- Verdi realizou greve que afeta cerca de 150 empresas de transporte municipais em quase todos os estados, fechando ônibus e bondes na maioria das cidades, incluindo Berlim, Hamburgo e Bremen.
- A greve envolve dezenas de milhares de trabalhadores do transporte, após as negociações com empregadores locais terem emperrado; o sindicato pede turnos mais curtos, pausas maiores e pagamento maior para trabalho noturno e nos fins de semana.
- Em Stuttgart, Karlsruhe e Freiburg, os serviços ficaram paralisados durante todo o dia; a Deutsche Bahn informou que os serviços de S-Bahn e de longa distância em várias cidades continuam_normais, porque esses funcionários não são representados pelo sindicato.
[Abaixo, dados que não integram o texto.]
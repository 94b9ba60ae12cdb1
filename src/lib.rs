pub mod aggregate;
pub mod anomaly;
pub mod cli;
pub mod config;
pub mod distribution;
pub mod draw;
pub mod draw_store;
pub mod error;
pub mod frequency_rank;
pub mod html_table;
pub mod http_client;
pub mod logging;
pub mod page_cache;
pub mod persist;
pub mod pipeline;
pub mod results_table;
pub mod stats;
pub mod synthetic;
pub mod tsv;
pub mod workbook;
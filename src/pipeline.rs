use std::collections::BTreeMap;

use tracing::info;

use crate::aggregate::{AggregateStats, compute_aggregate_stats};
use crate::anomaly::{AnomalyRow, score_anomalies};
use crate::config::FeatureConfig;
use crate::distribution::{DistributionFeatureRow, build_distribution_features};
use crate::draw::{DrawHistory, DrawId};
use crate::error::CoreResult;
use crate::frequency_rank::FrequencyRanking;

#[derive(Debug, Clone, PartialEq)]
pub struct FeatureTables {
    pub features: Vec<DistributionFeatureRow>,
    pub rankings: Option<BTreeMap<DrawId, FrequencyRanking>>,
    pub aggregates: AggregateStats,
    pub anomalies: Vec<AnomalyRow>,
}

impl FeatureTables {
    /// Highest anomaly scores first; equal scores list the newer draw first.
    pub fn top_anomalies(&self, n: usize) -> Vec<&AnomalyRow> {
        let mut rows: Vec<&AnomalyRow> = self.anomalies.iter().collect();
        rows.sort_by(|a, b| {
            b.anomaly_score
                .total_cmp(&a.anomaly_score)
                .then(b.features.draw_id.cmp(&a.features.draw_id))
        });
        rows.truncate(n);
        rows
    }
}

pub fn run_pipeline(history: &DrawHistory, cfg: &FeatureConfig) -> CoreResult<FeatureTables> {
    let distribution = build_distribution_features(history.draws(), cfg)?;
    let aggregates = compute_aggregate_stats(&distribution.rows)?;
    let anomalies = score_anomalies(&distribution.rows, &aggregates)?;
    info!(
        draws = history.len(),
        feature_rows = distribution.rows.len(),
        "feature pipeline finished"
    );
    Ok(FeatureTables {
        features: distribution.rows,
        rankings: distribution.rankings,
        aggregates,
        anomalies,
    })
}
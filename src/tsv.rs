use std::io::{self, Write};
use std::mem::take;

pub const TAB: char = '\t';

pub fn parse_rows(text: &str, sep: char) -> Vec<Vec<String>> {
    let mut rows = Vec::new();
    let mut field = String::new();
    let mut row = Vec::new();
    let mut in_quotes = false;
    let mut chars = text.chars().peekable();

    while let Some(ch) = chars.next() {
        match ch {
            '"' if in_quotes => {
                if chars.peek() == Some(&'"') {
                    chars.next();
                    field.push('"');
                } else {
                    in_quotes = false;
                }
            }
            '"' if field.is_empty() => in_quotes = true,
            c if c == sep && !in_quotes => row.push(take(&mut field)),
            '\n' | '\r' if !in_quotes => {
                if ch == '\r' && chars.peek() == Some(&'\n') {
                    chars.next();
                }
                row.push(take(&mut field));
                if row.len() == 1 && row[0].is_empty() {
                    row.clear();
                } else {
                    rows.push(take(&mut row));
                }
            }
            _ => field.push(ch),
        }
    }

    if !field.is_empty() || !row.is_empty() {
        row.push(field);
        rows.push(row);
    }
    rows
}

fn needs_quotes(field: &str, sep: char) -> bool {
    field.contains(sep) || field.contains('"') || field.contains('\n') || field.contains('\r')
}

pub fn write_row<W, S>(mut w: W, row: &[S], sep: char) -> io::Result<()>
where
    W: Write,
    S: AsRef<str>,
{
    for (idx, cell) in row.iter().enumerate() {
        if idx > 0 {
            write!(w, "{sep}")?;
        }
        let cell = cell.as_ref();
        if needs_quotes(cell, sep) {
            write!(w, "\"{}\"", cell.replace('"', "\"\""))?;
        } else {
            w.write_all(cell.as_bytes())?;
        }
    }
    writeln!(w)
}

pub fn render_table<S: AsRef<str>>(header: &[S], rows: &[Vec<String>], sep: char) -> Vec<u8> {
    let mut buf = Vec::new();
    // Writes into a Vec cannot fail.
    let _ = write_row(&mut buf, header, sep);
    for row in rows {
        let _ = write_row(&mut buf, row, sep);
    }
    buf
}

#[cfg(test)]
mod tests {
    use super::*;

    #[test]
    fn quoted_fields_survive() {
        let rows = vec![vec!["a\tb".to_string(), "say \"hi\"".to_string(), "x".to_string()]];
        let buf = render_table(&["h1", "h2", "h3"], &rows, TAB);
        let text = String::from_utf8(buf).unwrap();
        assert_eq!(text, "h1\th2\th3\n\"a\tb\"\t\"say \"\"hi\"\"\"\tx\n");
        let parsed = parse_rows(&text, TAB);
        assert_eq!(parsed[1], rows[0]);
    }

    #[test]
    fn crlf_and_blank_lines() {
        let parsed = parse_rows("a\tb\r\n\r\nc\t\n", TAB);
        assert_eq!(parsed, vec![vec!["a", "b"], vec!["c", ""]]);
    }
}
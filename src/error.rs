use thiserror::Error;

use crate::draw::DrawId;

#[derive(Debug, Clone, PartialEq, Error)]
pub enum CoreError {
    #[error("draw index {target} has {available} prior draws, window needs {required}")]
    InsufficientHistory {
        target: usize,
        available: usize,
        required: usize,
    },

    #[error("draw {draw_id} has no valid main numbers")]
    NoValidNumbers { draw_id: DrawId },

    #[error("need at least 2 feature rows for sample statistics, got {rows}")]
    InsufficientSamples { rows: usize },

    #[error("feature `{feature}` has zero standard deviation")]
    DivisionByZeroVariance { feature: &'static str },

    #[error("draw {draw_id} is invalid: {reason}")]
    InvalidDraw { draw_id: DrawId, reason: String },

    #[error("draw id {draw_id} appears more than once")]
    DuplicateDrawId { draw_id: DrawId },

    #[error("target index {target} is past the end of a history of {len} draws")]
    TargetOutOfRange { target: usize, len: usize },

    #[error("invalid feature config: {0}")]
    InvalidConfig(String),
}

pub type CoreResult<T> = std::result::Result<T, CoreError>;
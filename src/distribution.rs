use std::collections::BTreeMap;

use rayon::prelude::*;
use serde::{Deserialize, Serialize};
use tracing::debug;

use crate::config::{FeatureConfig, ZoneBounds};
use crate::draw::{DrawId, DrawRecord};
use crate::error::{CoreError, CoreResult};
use crate::frequency_rank::{FrequencyRanking, rank_before};
use crate::stats::round_to;

#[derive(Debug, Clone, Copy, PartialEq, Eq, Hash)]
pub enum Zone {
    Top,
    Mid,
    Low,
}

impl Zone {
    pub fn classify(rank: u32, bounds: &ZoneBounds) -> Self {
        if rank <= bounds.top_max {
            Zone::Top
        } else if rank <= bounds.mid_max {
            Zone::Mid
        } else {
            Zone::Low
        }
    }

    pub fn label(self) -> &'static str {
        match self {
            Zone::Top => "top",
            Zone::Mid => "mid",
            Zone::Low => "low",
        }
    }
}

#[derive(Debug, Clone, PartialEq, Serialize, Deserialize)]
pub struct DistributionFeatureRow {
    pub draw_id: DrawId,
    pub zone_top_count: u32,
    pub zone_mid_count: u32,
    pub zone_low_count: u32,
    pub mean_rank: f64,
    pub min_rank: u32,
    pub max_rank: u32,
}

impl DistributionFeatureRow {
    pub const COLUMNS: [&'static str; 7] = [
        "draw_id",
        "zone_top_count",
        "zone_mid_count",
        "zone_low_count",
        "mean_rank",
        "min_rank",
        "max_rank",
    ];

    pub fn zone_total(&self) -> u32 {
        self.zone_top_count + self.zone_mid_count + self.zone_low_count
    }

    pub fn from_ranking(
        draw: &DrawRecord,
        ranking: &FrequencyRanking,
        bounds: &ZoneBounds,
    ) -> CoreResult<Self> {
        let ranks = draw
            .main_numbers
            .iter()
            .map(|&n| {
                ranking.rank_of(n).ok_or_else(|| CoreError::InvalidDraw {
                    draw_id: draw.draw_id,
                    reason: format!("main number {n} is not in the ranking"),
                })
            })
            .collect::<CoreResult<Vec<u32>>>()?;

        let (Some(&min_rank), Some(&max_rank)) = (ranks.iter().min(), ranks.iter().max()) else {
            return Err(CoreError::NoValidNumbers {
                draw_id: draw.draw_id,
            });
        };

        let mut row = Self {
            draw_id: draw.draw_id,
            zone_top_count: 0,
            zone_mid_count: 0,
            zone_low_count: 0,
            mean_rank: round_to(
                ranks.iter().map(|&r| f64::from(r)).sum::<f64>() / ranks.len() as f64,
                2,
            ),
            min_rank,
            max_rank,
        };
        for &rank in &ranks {
            match Zone::classify(rank, bounds) {
                Zone::Top => row.zone_top_count += 1,
                Zone::Mid => row.zone_mid_count += 1,
                Zone::Low => row.zone_low_count += 1,
            }
        }
        Ok(row)
    }
}

#[derive(Debug, Clone, PartialEq)]
pub struct DistributionFeatures {
    pub rows: Vec<DistributionFeatureRow>,
    pub rankings: Option<BTreeMap<DrawId, FrequencyRanking>>,
}

/// One feature row per draw that has a full window behind it. `draws` must be
/// ascending by draw id; the returned rows are newest first.
pub fn build_distribution_features(
    draws: &[DrawRecord],
    cfg: &FeatureConfig,
) -> CoreResult<DistributionFeatures> {
    cfg.validate()?;
    if let Some(pair) = draws.windows(2).find(|w| w[0].draw_id >= w[1].draw_id) {
        return Err(CoreError::InvalidDraw {
            draw_id: pair[1].draw_id,
            reason: format!("follows draw {} out of order", pair[0].draw_id),
        });
    }

    let eligible = draws.len().saturating_sub(cfg.window);
    debug!(
        draws = draws.len(),
        eligible,
        window = cfg.window,
        "building distribution features"
    );

    let computed = (cfg.window..draws.len())
        .into_par_iter()
        .map(|idx| {
            let ranking = rank_before(draws, idx, cfg)?;
            let row = DistributionFeatureRow::from_ranking(&draws[idx], &ranking, &cfg.zones)?;
            Ok((row, cfg.retain_rankings.then_some(ranking)))
        })
        .collect::<Vec<CoreResult<_>>>()
        .into_iter()
        // In index order, so the oldest failing draw is the one reported.
        .collect::<CoreResult<Vec<_>>>()?;

    let mut rows = Vec::with_capacity(computed.len());
    let mut rankings = cfg.retain_rankings.then(BTreeMap::new);
    for (row, ranking) in computed.into_iter().rev() {
        if let (Some(map), Some(ranking)) = (rankings.as_mut(), ranking) {
            map.insert(row.draw_id, ranking);
        }
        rows.push(row);
    }
    Ok(DistributionFeatures { rows, rankings })
}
- Os comutadores enfrentaram temperaturas negativas em grande parte do país, buscando alternativas de transporte diante das plataformas vazias.
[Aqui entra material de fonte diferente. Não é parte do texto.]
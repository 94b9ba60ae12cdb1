//! Flag helpers shared by the binaries. Flags take `--name=value` or
//! `--name value`.

use std::path::PathBuf;

pub fn args() -> Vec<String> {
    std::env::args().skip(1).collect()
}

pub fn flag_value(args: &[String], name: &str) -> Option<String> {
    let prefix = format!("--{name}=");
    let bare = format!("--{name}");
    for (idx, arg) in args.iter().enumerate() {
        if let Some(value) = arg.strip_prefix(&prefix) {
            let trimmed = value.trim();
            if !trimmed.is_empty() {
                return Some(trimmed.to_string());
            }
        }
        if *arg == bare
            && let Some(next) = args.get(idx + 1)
            && !next.trim().is_empty()
            && !next.starts_with("--")
        {
            return Some(next.trim().to_string());
        }
    }
    None
}

pub fn flag_path(args: &[String], name: &str) -> Option<PathBuf> {
    flag_value(args, name).map(PathBuf::from)
}

pub fn has_flag(args: &[String], name: &str) -> bool {
    let bare = format!("--{name}");
    args.iter().any(|a| *a == bare)
}
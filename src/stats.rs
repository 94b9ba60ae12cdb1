/// Round half-to-even at `places` decimals, the same way numpy rounds.
/// Negative zero comes back as `0.0`.
pub fn round_to(value: f64, places: i32) -> f64 {
    let scale = 10f64.powi(places);
    let rounded = (value * scale).round_ties_even() / scale;
    if rounded == 0.0 { 0.0 } else { rounded }
}

pub fn mean(values: &[f64]) -> Option<f64> {
    if values.is_empty() {
        return None;
    }
    Some(values.iter().sum::<f64>() / values.len() as f64)
}

pub fn sample_std(values: &[f64]) -> Option<f64> {
    if values.len() < 2 {
        return None;
    }
    let m = mean(values)?;
    let ss = values.iter().map(|v| (v - m).powi(2)).sum::<f64>();
    Some((ss / (values.len() - 1) as f64).sqrt())
}

pub fn median(values: &[f64]) -> Option<f64> {
    if values.is_empty() {
        return None;
    }
    let mut sorted = values.to_vec();
    sorted.sort_by(f64::total_cmp);
    let mid = sorted.len() / 2;
    if sorted.len() % 2 == 0 {
        Some((sorted[mid - 1] + sorted[mid]) / 2.0)
    } else {
        Some(sorted[mid])
    }
}

#[cfg(test)]
mod tests {
    use super::*;

    #[test]
    fn rounding_is_half_even() {
        assert_eq!(round_to(0.125, 2), 0.12);
        assert_eq!(round_to(0.375, 2), 0.38);
        assert_eq!(round_to(3.5, 2), 3.5);
        assert_eq!(round_to(-1.2346, 3), -1.235);
        assert!(round_to(-0.0001, 3).is_sign_positive());
    }

    #[test]
    fn sample_statistics() {
        let v = [2.0, 4.0, 4.0, 4.0, 5.0, 5.0, 7.0, 9.0];
        assert_eq!(mean(&v), Some(5.0));
        let sd = sample_std(&v).unwrap();
        assert!((sd - 2.138_089_935).abs() < 1e-9);
        assert_eq!(median(&v), Some(4.5));
        assert_eq!(median(&[3.0, 1.0, 2.0]), Some(2.0));
        assert_eq!(sample_std(&[1.0]), None);
        assert_eq!(mean(&[]), None);
    }
}
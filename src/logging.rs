use tracing_subscriber::EnvFilter;

/// `RUST_LOG` wins over the configured level when both are set.
pub fn init_tracing(level: &str) {
    let filter = EnvFilter::try_from_default_env().unwrap_or_else(|_| EnvFilter::new(level));
    let _ = tracing_subscriber::fmt()
        .with_env_filter(filter)
        .with_target(false)
        .with_writer(std::io::stderr)
        .try_init();
}
//! Wallet Synchronization Module
//!
//! This module keeps the account view in step with the node. It is composed of several
//! submodules, each responsible for a specific aspect of the sync process:
//!
//! - `controller`: Starts and stops sessions; switching accounts goes through it.
//! - `loader`: Reads the account's initial state before the event loop starts.
//! - `orchestrator`: The event loop of one session.
//! - `subscription`: Registers, waits on and cancels the node event subscription.
//! - `events`: Event topics and their translation into sync events.
//! - `dispatch`: Handoff of view updates from the worker to the view consumer and its observers.
//! - `progress_tracker`: Counts processed events and logs progress.
//! - `transaction_processor`: Parses node transaction JSON, skipping entries that do not decode.

/// Session switching
pub mod controller;
/// Worker to view handoff
pub mod dispatch;
/// Event topics and sync events
pub mod events;
/// Initial account load
pub mod loader;
/// Event loop of one session
pub mod orchestrator;
/// Tracks event loop progress and statistics
pub mod progress_tracker;
/// Node event subscription
pub mod subscription;
/// Transaction parsing service
pub mod transaction_processor;

pub use controller::SessionController;
pub use dispatch::{NotificationDispatcher, UpdateSender, ViewConsumer, ViewObserver, channel};
pub use events::{EventTopic, SyncEvent};
pub use loader::AccountLoader;
pub use orchestrator::{SyncHandle, SyncOrchestrator};
pub use progress_tracker::{SyncProgressTracker, SyncStats};
pub use subscription::{EventSubscriptionManager, SubscriptionPhase};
- A próxima rodada de negociações está marcada para 9 de fevereiro, com o sindicato sinalizando possibilidade de novas ações caso as empresas não apresentem propostas significativas.
Commuters across Germany faced freezing temperatures and empty platforms as tens of thousands of public transport workers walked off the job in a strike called by Verdi. The action, que começou nesta segunda-feira, paralisou ônibus e bondes na maioria das cidades e afeta cerca de 150 empresas municipais de transporte.
A greve envolve a quase totalidade da categoria, representada por Verdi, que reúne quase 100 mil trabalhadores do setor. O objetivo é pressionar autoridades municipais e estaduais por condições de trabalho melhores, com redução de turnos, mais pausas e remuneração maior por trabalho noturno e aos fins de semana.
As negociações entre o sindicato e as entidades patronais entraram em impasse na semana passada. A paralisação é descrita como uma das maiores ações coordenadas no setor de transporte local em anos.
Serviços e impactos
Em Stuttgart, Karlsruhe e Freiburg, os serviços devem permanecer parados durante todo o dia, segundo autoridades sindicais. As temperaturas permaneciam negativas em boa parte do país, agravando o transtorno para quem precisa encontrar meios alternativos de deslocamento.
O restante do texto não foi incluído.